28 Şubat’ta dağıtılacak Oscar ödülleri geçen yıllara göre ışıltısını kaybetse de suni tartışmalarla gündemde olmayı başarıyor. Peki bütün dünyanın gündeminde olan bu sinemanın zirvesi organizasyon İstanbul’den yani bizim içimizden nasıl görünüyor?

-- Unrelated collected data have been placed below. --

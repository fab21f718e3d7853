use serde::{Deserialize, Serialize};
use std::fmt;
use thiserror::Error;

use super::{Direction, IoMapping, Mapping, Mappings, ValidIoMapping, ValidMapping};
use crate::path::{PathExpression, Segment};

pub const PROHIBITED_EXPRESSION_MSG: &str =
    "Mapping uses a prohibited JSON path expression, wildcards, recursive descent and filters are not supported";

pub const REDUNDANT_MAPPING_MSG: &str =
    "A root mapping ('$') cannot be combined with other mappings of the same direction";

pub const INVALID_EXPRESSION_MSG: &str = "Mapping uses an invalid JSON path expression";

/// Reason codes for rejected mapping declarations
#[derive(Debug, Clone, Copy, PartialEq, Eq, Serialize, Deserialize)]
#[serde(rename_all = "SCREAMING_SNAKE_CASE")]
pub enum ValidationCode {
    ProhibitedJsonPathExpression,
    RedundantMapping,
    InvalidJsonPathExpression,
}

impl ValidationCode {
    /// Numeric code reported to the client
    pub fn code(&self) -> u16 {
        use ValidationCode::*;
        match *self {
            ProhibitedJsonPathExpression => 1,
            RedundantMapping => 2,
            InvalidJsonPathExpression => 3,
        }
    }

    pub fn as_str(&self) -> &'static str {
        use ValidationCode::*;
        match *self {
            ProhibitedJsonPathExpression => "PROHIBITED_JSON_PATH_EXPRESSION",
            RedundantMapping => "REDUNDANT_MAPPING",
            InvalidJsonPathExpression => "INVALID_JSON_PATH_EXPRESSION",
        }
    }
}

impl fmt::Display for ValidationCode {
    fn fmt(&self, f: &mut fmt::Formatter<'_>) -> fmt::Result {
        write!(f, "{} ({})", self.as_str(), self.code())
    }
}

#[derive(Debug, Error, Clone, PartialEq, Eq, Serialize, Deserialize)]
#[error("{code}: {message}")]
pub struct ValidationError {
    pub code: ValidationCode,
    pub message: String,
}

impl ValidationError {
    fn new(code: ValidationCode, message: impl Into<String>) -> Self {
        Self {
            code,
            message: message.into(),
        }
    }
}

/// Validate the declared mappings of a task
///
/// Each direction is checked independently, inputs first. Every mapping must
/// consist of valid expressions without wildcard steps, and a mapping from or to
/// the document root must be the only mapping of its direction.
pub fn validate(io: &IoMapping) -> Result<ValidIoMapping, ValidationError> {
    let inputs = validate_direction(Direction::Input, io.inputs.as_deref())?;
    let outputs = validate_direction(Direction::Output, io.outputs.as_deref())?;
    Ok(ValidIoMapping { inputs, outputs })
}

fn validate_direction(
    direction: Direction,
    mappings: Option<&[Mapping]>,
) -> Result<Mappings, ValidationError> {
    let mappings = mappings.unwrap_or_default();

    let valid = mappings
        .iter()
        .map(|m| validate_mapping(direction, m))
        .collect::<Result<Vec<_>, _>>()?;

    if valid.len() > 1
        && valid
            .iter()
            .any(|m| m.source.is_root() || m.target.is_root())
    {
        return Err(ValidationError::new(
            ValidationCode::RedundantMapping,
            format!("{REDUNDANT_MAPPING_MSG} ({direction} mappings)"),
        ));
    }

    Ok(Mappings::new(valid))
}

fn validate_mapping(direction: Direction, mapping: &Mapping) -> Result<ValidMapping, ValidationError> {
    let source = parse(direction, "source", Some(mapping.source.as_str()))?;
    let target = parse(direction, "target", mapping.target.as_deref())?;

    // targets are navigated as maps
    if target
        .segments()
        .iter()
        .any(|s| matches!(s, Segment::Index(_)))
    {
        return Err(ValidationError::new(
            ValidationCode::InvalidJsonPathExpression,
            format!(
                "{INVALID_EXPRESSION_MSG}: {direction} target '{target}' may only use member steps"
            ),
        ));
    }

    Ok(ValidMapping { source, target })
}

fn parse(
    direction: Direction,
    side: &str,
    expr: Option<&str>,
) -> Result<PathExpression, ValidationError> {
    let expr = expr.ok_or_else(|| {
        ValidationError::new(
            ValidationCode::InvalidJsonPathExpression,
            format!("{INVALID_EXPRESSION_MSG}: {direction} {side} is missing"),
        )
    })?;

    let path = PathExpression::parse(expr).map_err(|e| {
        ValidationError::new(
            ValidationCode::InvalidJsonPathExpression,
            format!("{INVALID_EXPRESSION_MSG}: {e}"),
        )
    })?;

    if path.prohibited_segment().is_some() {
        return Err(ValidationError::new(
            ValidationCode::ProhibitedJsonPathExpression,
            format!("{PROHIBITED_EXPRESSION_MSG}: {direction} {side} '{expr}'"),
        ));
    }

    Ok(path)
}

#[cfg(test)]
mod tests {
    use super::*;
    use pretty_assertions::assert_eq;

    fn code_of(io: IoMapping) -> Option<ValidationCode> {
        validate(&io).err().map(|e| e.code)
    }

    #[test]
    fn it_accepts_absent_and_empty_mappings() {
        let valid = validate(&IoMapping::new()).unwrap();
        assert!(valid.inputs.is_default());
        assert!(valid.outputs.is_default());

        let io = IoMapping::new()
            .with_inputs(Some(vec![]))
            .with_outputs(None);
        assert_eq!(validate(&io), Ok(ValidIoMapping::default()));
    }

    #[test]
    fn it_accepts_a_single_root_mapping() {
        let io = IoMapping::new().input("$", "$").output("$.result", "$");
        let valid = validate(&io).unwrap();
        assert_eq!(valid.inputs.iter().count(), 1);
        assert_eq!(valid.outputs.iter().count(), 1);
    }

    #[test]
    fn it_rejects_wildcards() {
        let err = validate(&IoMapping::new().input("$.*", "$")).unwrap_err();
        assert_eq!(err.code, ValidationCode::ProhibitedJsonPathExpression);
        assert!(err.message.contains(PROHIBITED_EXPRESSION_MSG));
        assert!(err.message.contains("'$.*'"));
        assert!(err.to_string().starts_with("PROHIBITED_JSON_PATH_EXPRESSION (1)"));

        assert_eq!(
            code_of(IoMapping::new().output("$.a", "$.b[*]")),
            Some(ValidationCode::ProhibitedJsonPathExpression)
        );
        assert_eq!(
            code_of(IoMapping::new().input("$..a", "$.a")),
            Some(ValidationCode::ProhibitedJsonPathExpression)
        );
    }

    #[test]
    fn it_rejects_root_mappings_combined_with_others() {
        let err = validate(
            &IoMapping::new()
                .input("$.string", "$")
                .input("$.jsonObject", "$.jsonObject"),
        )
        .unwrap_err();
        assert_eq!(err.code, ValidationCode::RedundantMapping);
        assert!(err.message.contains(REDUNDANT_MAPPING_MSG));
        assert_eq!(
            err.to_string(),
            format!("REDUNDANT_MAPPING (2): {REDUNDANT_MAPPING_MSG} (input mappings)")
        );

        assert_eq!(
            code_of(IoMapping::new().output("$", "$.all").output("$.a", "$.b")),
            Some(ValidationCode::RedundantMapping)
        );
    }

    #[test]
    fn it_checks_directions_independently() {
        let io = IoMapping::new().input("$", "$").output("$.a", "$.b").output("$.c", "$.d");
        assert!(validate(&io).is_ok());
    }

    #[test]
    fn it_rejects_missing_or_malformed_expressions() {
        let io = IoMapping::new().with_outputs(Some(vec![Mapping {
            source: "$.string".into(),
            target: None,
        }]));
        assert_eq!(code_of(io), Some(ValidationCode::InvalidJsonPathExpression));

        assert_eq!(
            code_of(IoMapping::new().input("string", "$.a")),
            Some(ValidationCode::InvalidJsonPathExpression)
        );
        assert_eq!(
            code_of(IoMapping::new().input("$.a", "$.list[0]")),
            Some(ValidationCode::InvalidJsonPathExpression)
        );
    }
}
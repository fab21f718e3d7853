//! Published messages and the subscriptions waiting on them
//!
//! Both buffered messages and opened subscriptions are indexed by
//! `(message name, correlation key)`.

use serde::{Deserialize, Serialize};

use crate::document::Document;

mod buffer;
mod subscription;

pub use buffer::*;
pub use subscription::*;

/// A published message
#[derive(Debug, Clone, PartialEq, Eq, Serialize, Deserialize)]
pub struct Message {
    pub name: String,
    pub correlation_key: String,
    #[serde(default)]
    pub id: Option<String>,
    pub variables: Document,
    pub ttl_ms: u64,
}

impl Message {
    /// The message id, if one was given and is not empty
    pub fn id(&self) -> Option<&str> {
        self.id.as_deref().filter(|id| !id.is_empty())
    }
}

pub(crate) fn index_key(name: &str, correlation_key: &str) -> (String, String) {
    (name.to_string(), correlation_key.to_string())
}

Star Gazetesi’nden Cansu Üsküp benimle Oscarlara dair röportaj yapmak isteyince kabul ettim. Ama onun soruları sayesinde bu yılın Oscarları dağıtılmadan yaşananları dört dörtlük bir toplama ile bu röportajda bulacağımızı gördüm. Şu an Oscarlar için söylemek istediğim herşey burada. Onun için bir Zamanın Ruhu olmayı hak ediyor sanıyorum. İşte Oscarlar yapılmadan günümüzü dolduran tartışmaların benim tarafımdan yorumu…

1- 2016 Oscar’ına aday filmleri nasıl buldunuz?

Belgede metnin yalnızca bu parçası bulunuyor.